**Task directions**
Give back all of the data unchanged. Keep every word as it is.
BEGIN Available data
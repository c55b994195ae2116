#![allow(dead_code)]

use std::sync::Arc;

use anyhow::Result;
use axum::body::{self, Body};
use axum::http::{Request, StatusCode};
use axum::Router;
use chrono::Utc;
use jsonwebtoken::jwk::JwkSet;
use jsonwebtoken::{encode, Algorithm, EncodingKey, Header};
use serde_json::{json, Value};
use sqlx::sqlite::SqliteConnectOptions;
use sqlx::SqlitePool;
use tempfile::{tempdir, TempDir};
use tower::util::ServiceExt; // for `oneshot`

use coffee_shop::auth::{AuthConfig, KeySource, StaticKeySource, TokenVerifier};
use coffee_shop::{create_app, AppState};

pub const DOMAIN: &str = "coffee.test.auth0.com";
pub const AUDIENCE: &str = "coffee-shop";
pub const KID: &str = "test-key-1";

const PRIVATE_KEY: &str = include_str!("../fixtures/test_rsa.pem");
pub const JWKS: &str = include_str!("../fixtures/jwks.json");

pub const ALL_PERMISSIONS: [&str; 4] = ["get:drinks-detail", "post:drinks", "patch:drinks", "delete:drinks"];

pub struct TestApp {
    pub router: Router,
    pub pool: SqlitePool,
    // keeps the database file alive for the duration of the test
    _dir: TempDir,
}

pub async fn spawn_app() -> Result<TestApp> {
    let jwks: JwkSet = serde_json::from_str(JWKS)?;
    spawn_app_with_keys(Arc::new(StaticKeySource::new(jwks))).await
}

pub async fn spawn_app_with_keys(keys: Arc<dyn KeySource>) -> Result<TestApp> {
    let dir = tempdir()?;
    let db_path = dir.path().join("drinks.db");

    let opts = SqliteConnectOptions::new()
        .filename(db_path.as_path())
        .create_if_missing(true);
    let pool = SqlitePool::connect_with(opts).await?;

    // run migrations from crate migrations folder
    let migrator = sqlx::migrate::Migrator::new(std::path::Path::new(env!("CARGO_MANIFEST_DIR")).join("migrations")).await?;
    migrator.run(&pool).await?;

    let verifier = TokenVerifier::new(AuthConfig::new(DOMAIN, AUDIENCE), keys);
    let router = create_app(AppState::new(pool.clone(), verifier));

    Ok(TestApp { router, pool, _dir: dir })
}

pub fn claims(permissions: &[&str]) -> Value {
    let now = Utc::now().timestamp();
    json!({
        "sub": "auth0|test-barista",
        "iss": format!("https://{}/", DOMAIN),
        "aud": AUDIENCE,
        "iat": now,
        "exp": now + 3600,
        "permissions": permissions,
    })
}

pub fn sign(claims: &Value) -> String {
    sign_with_kid(claims, KID)
}

pub fn sign_with_kid(claims: &Value, kid: &str) -> String {
    let mut header = Header::new(Algorithm::RS256);
    header.kid = Some(kid.to_string());
    let key = EncodingKey::from_rsa_pem(PRIVATE_KEY.as_bytes()).expect("fixture key");
    encode(&header, claims, &key).expect("sign token")
}

pub fn token(permissions: &[&str]) -> String {
    sign(&claims(permissions))
}

pub fn bearer(token: &str) -> String {
    format!("Bearer {}", token)
}

/// Send a request and decode the JSON response body.
pub async fn send(
    router: &Router,
    method: &str,
    uri: &str,
    authorization: Option<&str>,
    body: Option<Value>,
) -> Result<(StatusCode, Value)> {
    let mut builder = Request::builder().method(method).uri(uri);
    if let Some(value) = authorization {
        builder = builder.header("authorization", value);
    }
    let req = match body {
        Some(body) => builder
            .header("content-type", "application/json")
            .body(Body::from(body.to_string()))?,
        None => builder.body(Body::empty())?,
    };

    let resp = router.clone().oneshot(req).await?;
    let status = resp.status();
    let bytes = body::to_bytes(resp.into_body(), 10_485_760).await?;
    let value = if bytes.is_empty() {
        Value::Null
    } else {
        serde_json::from_slice(&bytes)?
    };
    Ok((status, value))
}

pub async fn drink_count(pool: &SqlitePool) -> Result<i64> {
    Ok(sqlx::query_scalar::<_, i64>("SELECT COUNT(*) FROM drinks")
        .fetch_one(pool)
        .await?)
}

pub async fn create_drink(app: &TestApp, title: &str, recipe: Value) -> Result<Value> {
    let token = token(&["post:drinks"]);
    let (status, body) = send(
        &app.router,
        "POST",
        "/drinks",
        Some(&bearer(&token)),
        Some(json!({ "title": title, "recipe": recipe })),
    )
    .await?;
    if status != StatusCode::OK {
        panic!("create failed: {} - {}", status, body);
    }
    Ok(body["drinks"][0].clone())
}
END Available data
**Reply**
repository c55b994195ae2116
#![allow(dead_code)]

use std::sync::Arc;

use anyhow::Result;
use axum::body::{self, Body};
use axum::http::{Request, StatusCode};
use axum::Router;
use chrono::Utc;
use jsonwebtoken::jwk::JwkSet;
use jsonwebtoken::{encode, Algorithm, EncodingKey, Header};
use serde_json::{json, Value};
use sqlx::sqlite::SqliteConnectOptions;
use sqlx::SqlitePool;
use tempfile::{tempdir, TempDir};
use tower::util::ServiceExt; // for `oneshot`

use coffee_shop::auth::{AuthConfig, KeySource, StaticKeySource, TokenVerifier};
use coffee_shop::{create_app, AppState};

pub const DOMAIN: &str = "coffee.test.auth0.com";
pub const AUDIENCE: &str = "coffee-shop";
pub const KID: &str = "test-key-1";

const PRIVATE_KEY: &str = include_str!("../fixtures/test_rsa.pem");
pub const JWKS: &str = include_str!("../fixtures/jwks.json");

pub const ALL_PERMISSIONS: [&str; 4] = ["get:drinks-detail", "post:drinks", "patch:drinks", "delete:drinks"];

pub struct TestApp {
    pub router: Router,
    pub pool: SqlitePool,
    // keeps the database file alive for the duration of the test
    _dir: TempDir,
}

pub async fn spawn_app() -> Result<TestApp> {
    let jwks: JwkSet = serde_json::from_str(JWKS)?;
    spawn_app_with_keys(Arc::new(StaticKeySource::new(jwks))).await
}

pub async fn spawn_app_with_keys(keys: Arc<dyn KeySource>) -> Result<TestApp> {
    let dir = tempdir()?;
    let db_path = dir.path().join("drinks.db");

    let opts = SqliteConnectOptions::new()
        .filename(db_path.as_path())
        .create_if_missing(true);
    let pool = SqlitePool::connect_with(opts).await?;

    // run migrations from crate migrations folder
    let migrator = sqlx::migrate::Migrator::new(std::path::Path::new(env!("CARGO_MANIFEST_DIR")).join("migrations")).await?;
    migrator.run(&pool).await?;

    let verifier = TokenVerifier::new(AuthConfig::new(DOMAIN, AUDIENCE), keys);
    let router = create_app(AppState::new(pool.clone(), verifier));

    Ok(TestApp { router, pool, _dir: dir })
}

pub fn claims(permissions: &[&str]) -> Value {
    let now = Utc::now().timestamp();
    json!({
        "sub": "auth0|test-barista",
        "iss": format!("https://{}/", DOMAIN),
        "aud": AUDIENCE,
        "iat": now,
        "exp": now + 3600,
        "permissions": permissions,
    })
}

pub fn sign(claims: &Value) -> String {
    sign_with_kid(claims, KID)
}

pub fn sign_with_kid(claims: &Value, kid: &str) -> String {
    let mut header = Header::new(Algorithm::RS256);
    header.kid = Some(kid.to_string());
    let key = EncodingKey::from_rsa_pem(PRIVATE_KEY.as_bytes()).expect("fixture key");
    encode(&header, claims, &key).expect("sign token")
}

pub fn token(permissions: &[&str]) -> String {
    sign(&claims(permissions))
}

pub fn bearer(token: &str) -> String {
    format!("Bearer {}", token)
}

/// Send a request and decode the JSON response body.
pub async fn send(
    router: &Router,
    method: &str,
    uri: &str,
    authorization: Option<&str>,
    body: Option<Value>,
) -> Result<(StatusCode, Value)> {
    let mut builder = Request::builder().method(method).uri(uri);
    if let Some(value) = authorization {
        builder = builder.header("authorization", value);
    }
    let req = match body {
        Some(body) => builder
            .header("content-type", "application/json")
            .body(Body::from(body.to_string()))?,
        None => builder.body(Body::empty())?,
    };

    let resp = router.clone().oneshot(req).await?;
    let status = resp.status();
    let bytes = body::to_bytes(resp.into_body(), 10_485_760).await?;
    let value = if bytes.is_empty() {
        Value::Null
    } else {
        serde_json::from_slice(&bytes)?
    };
    Ok((status, value))
}

pub async fn drink_count(pool: &SqlitePool) -> Result<i64> {
    Ok(sqlx::query_scalar::<_, i64>("SELECT COUNT(*) FROM drinks")
        .fetch_one(pool)
        .await?)
}

pub async fn create_drink(app: &TestApp, title: &str, recipe: Value) -> Result<Value> {
    let token = token(&["post:drinks"]);
    let (status, body) = send(
        &app.router,
        "POST",
        "/drinks",
        Some(&bearer(&token)),
        Some(json!({ "title": title, "recipe": recipe })),
    )
    .await?;
    if status != StatusCode::OK {
        panic!("create failed: {} - {}", status, body);
    }
    Ok(body["drinks"][0].clone())
}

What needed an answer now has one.